Nutritional Information

  • Calories (kcal) : 150
  • Fat Calories (kcal): 70
  • Fat (g): 8
  • Saturated Fat (g): 0.5
  • Polyunsaturated Fat (g): 2.5
  • Monounsaturated Fat (g): 4.5
  • Cholesterol (mg): 0
  • Sodium (mg): 250
  • Carbohydrates (g): 16
  • Fiber (g): 4
  • Protein (g): 5


  • Clip a deep-fry thermometer to a 4-quart heavy-duty saucepan, add the oil to the pan, and heat over medium-high heat to 350°F.
  • Add the chickpeas and cook until crispy and golden brown, 8 to 10 minutes. The chickpeas may spatter and pop up, so use a spatter guard to prevent them from popping out of the pan.
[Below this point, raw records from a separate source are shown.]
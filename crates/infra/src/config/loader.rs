//! Configuration loader
//!
//! Loads application configuration from environment variables or files.
//!
//! ## Loading Strategy
//! 1. First, attempts to load from environment variables
//! 2. If the required ones are missing, falls back to loading from file
//! 3. Probes multiple paths for config files
//! 4. Supports JSON and TOML formats
//!
//! ## Environment Variables
//! Required:
//! - `REGSYNC_DB_PATH`: Database file path
//! - `REGSYNC_REGISTRY_URL`: Registry base url
//!
//! Optional (section defaults apply when unset):
//! - `REGSYNC_DB_POOL_SIZE`, `REGSYNC_DB_ENCRYPTION_KEY`
//! - `REGSYNC_QUEUE_DELAY_SECS`, `REGSYNC_QUEUE_RETENTION_SECS`,
//!   `REGSYNC_QUEUE_DISTRIBUTE_INTERVAL_SECS`, `REGSYNC_QUEUE_PURGE_CRON`
//! - `REGSYNC_OPERATION_EXPORT_MISSING`, `REGSYNC_OPERATION_PENDING_DELAY_SECS`,
//!   `REGSYNC_OPERATION_MAX_ATTEMPTS`, `REGSYNC_OPERATION_LOCK_TTL_SECS`
//! - `REGSYNC_WORKER_POLL_INTERVAL_SECS`, `REGSYNC_WORKER_BATCH_SIZE`,
//!   `REGSYNC_WORKER_PROCESSING_TIMEOUT_SECS`
//! - `REGSYNC_REGISTRY_TIMEOUT_SECS`, `REGSYNC_REGISTRY_MAX_ATTEMPTS`
//! - `REGSYNC_LOG_LEVEL`, `REGSYNC_LOG_JSON`
//!
//! ## File Locations
//! The loader probes the following paths (in order):
//! 1. `./config.{json,toml}` then `./regsync.{json,toml}`
//! 2. The same names in the parent and grandparent directories
//! 3. The same names relative to the executable location

use std::path::{Path, PathBuf};
use std::str::FromStr;

use regsync_domain::{Config, RegSyncError, Result};

const FILE_NAMES: [&str; 4] = ["config.json", "config.toml", "regsync.json", "regsync.toml"];

/// Load configuration with automatic fallback strategy
///
/// First attempts to load from environment variables. If a required
/// variable is missing or invalid, falls back to loading from a config file.
///
/// # Errors
/// Returns `RegSyncError::Config` if neither source yields a configuration.
pub fn load() -> Result<Config> {
    match load_from_env() {
        Ok(config) => {
            tracing::info!("Configuration loaded from environment variables");
            Ok(config)
        }
        Err(e) => {
            tracing::debug!(error = ?e, "Failed to load from environment, trying file");
            load_from_file(None)
        }
    }
}

/// Load configuration from environment variables
///
/// # Errors
/// Returns `RegSyncError::Config` if a required variable is missing or any
/// variable has an invalid value.
pub fn load_from_env() -> Result<Config> {
    let mut config = Config::default();

    config.database.path = env_var("REGSYNC_DB_PATH")?;
    config.registry.base_url = env_var("REGSYNC_REGISTRY_URL")?;

    if let Some(pool_size) = env_parse("REGSYNC_DB_POOL_SIZE")? {
        config.database.pool_size = pool_size;
    }
    config.database.encryption_key = std::env::var("REGSYNC_DB_ENCRYPTION_KEY").ok();

    if let Some(delay) = env_parse("REGSYNC_QUEUE_DELAY_SECS")? {
        config.queue.default_delay_secs = delay;
    }
    if let Some(retention) = env_parse("REGSYNC_QUEUE_RETENTION_SECS")? {
        config.queue.retention_secs = retention;
    }
    if let Some(interval) = env_parse("REGSYNC_QUEUE_DISTRIBUTE_INTERVAL_SECS")? {
        config.queue.distribute_interval_secs = interval;
    }
    if let Ok(cron) = std::env::var("REGSYNC_QUEUE_PURGE_CRON") {
        config.queue.purge_cron = cron;
    }

    config.operation.export_missing =
        env_bool("REGSYNC_OPERATION_EXPORT_MISSING", config.operation.export_missing);
    if let Some(delay) = env_parse("REGSYNC_OPERATION_PENDING_DELAY_SECS")? {
        config.operation.pending_delay_secs = delay;
    }
    if let Some(attempts) = env_parse("REGSYNC_OPERATION_MAX_ATTEMPTS")? {
        config.operation.max_attempts = attempts;
    }
    if let Some(ttl) = env_parse("REGSYNC_OPERATION_LOCK_TTL_SECS")? {
        config.operation.lock_ttl_secs = ttl;
    }

    if let Some(interval) = env_parse("REGSYNC_WORKER_POLL_INTERVAL_SECS")? {
        config.worker.poll_interval_secs = interval;
    }
    if let Some(batch_size) = env_parse("REGSYNC_WORKER_BATCH_SIZE")? {
        config.worker.batch_size = batch_size;
    }
    if let Some(timeout) = env_parse("REGSYNC_WORKER_PROCESSING_TIMEOUT_SECS")? {
        config.worker.processing_timeout_secs = timeout;
    }

    if let Some(timeout) = env_parse("REGSYNC_REGISTRY_TIMEOUT_SECS")? {
        config.registry.timeout_secs = timeout;
    }
    if let Some(attempts) = env_parse("REGSYNC_REGISTRY_MAX_ATTEMPTS")? {
        config.registry.max_attempts = attempts;
    }

    if let Ok(level) = std::env::var("REGSYNC_LOG_LEVEL") {
        config.logging.level = level;
    }
    config.logging.json = env_bool("REGSYNC_LOG_JSON", config.logging.json);

    Ok(config)
}

/// Load configuration from a file
///
/// If `path` is `None`, probes the standard locations. Format is detected
/// by file extension.
///
/// # Errors
/// Returns `RegSyncError::Config` if the file is missing, unreadable or
/// malformed.
pub fn load_from_file(path: Option<PathBuf>) -> Result<Config> {
    let config_path = match path {
        Some(p) => {
            if !p.exists() {
                return Err(RegSyncError::Config(format!("Config file not found: {}", p.display())));
            }
            p
        }
        None => probe_config_paths().ok_or_else(|| {
            RegSyncError::Config(
                "No config file found in any of the standard locations".to_string(),
            )
        })?,
    };

    tracing::info!(path = %config_path.display(), "Loading configuration from file");

    let contents = std::fs::read_to_string(&config_path)
        .map_err(|e| RegSyncError::Config(format!("Failed to read config file: {e}")))?;

    parse_config(&contents, &config_path)
}

fn parse_config(contents: &str, path: &Path) -> Result<Config> {
    let extension = path.extension().and_then(|e| e.to_str()).unwrap_or("json");

    match extension {
        "toml" => toml::from_str(contents)
            .map_err(|e| RegSyncError::Config(format!("Invalid TOML format: {e}"))),
        "json" => serde_json::from_str(contents)
            .map_err(|e| RegSyncError::Config(format!("Invalid JSON format: {e}"))),
        _ => Err(RegSyncError::Config(format!("Unsupported config format: {extension}"))),
    }
}

/// First existing config file in the standard locations.
pub fn probe_config_paths() -> Option<PathBuf> {
    let mut roots = Vec::new();

    if let Ok(cwd) = std::env::current_dir() {
        roots.extend(cwd.ancestors().take(3).map(Path::to_path_buf));
    }
    if let Ok(exe_path) = std::env::current_exe() {
        if let Some(exe_dir) = exe_path.parent() {
            roots.extend(exe_dir.ancestors().take(3).map(Path::to_path_buf));
        }
    }

    candidate_paths(&roots).into_iter().find(|path| path.exists())
}

fn candidate_paths(roots: &[PathBuf]) -> Vec<PathBuf> {
    roots.iter().flat_map(|root| FILE_NAMES.iter().map(move |name| root.join(name))).collect()
}

fn env_var(key: &str) -> Result<String> {
    std::env::var(key)
        .map_err(|_| RegSyncError::Config(format!("Missing required environment variable: {key}")))
}

fn env_parse<T>(key: &str) -> Result<Option<T>>
where
    T: FromStr,
    T::Err: std::fmt::Display,
{
    match std::env::var(key) {
        Ok(raw) => raw
            .trim()
            .parse::<T>()
            .map(Some)
            .map_err(|e| RegSyncError::Config(format!("Invalid value for {key}: {e}"))),
        Err(_) => Ok(None),
    }
}

/// Accepts `1`/`0`, `true`/`false`, `yes`/`no`, `on`/`off` (case-insensitive)
fn env_bool(key: &str, default: bool) -> bool {
    std::env::var(key)
        .ok()
        .map(|s| matches!(s.to_ascii_lowercase().as_str(), "1" | "true" | "yes" | "on"))
        .unwrap_or(default)
}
  • Transfer the chickpeas with a slotted spoon to a paper-towel-lined bowl. Shimmy the paper towels back and forth to draw off as much oil as possible.
  • Return the oil to 350°F. In a small bowl, toss the shallot with the flour. Add the shallot and cook until golden, about 2 minutes. Remove with a slotted spoon to a paper-towel-lined plate to drain.
  • Remove the paper towels from the chickpea bowl and add the shallots, rooibos, Aleppo pepper, and salt to taste. Toss well and serve.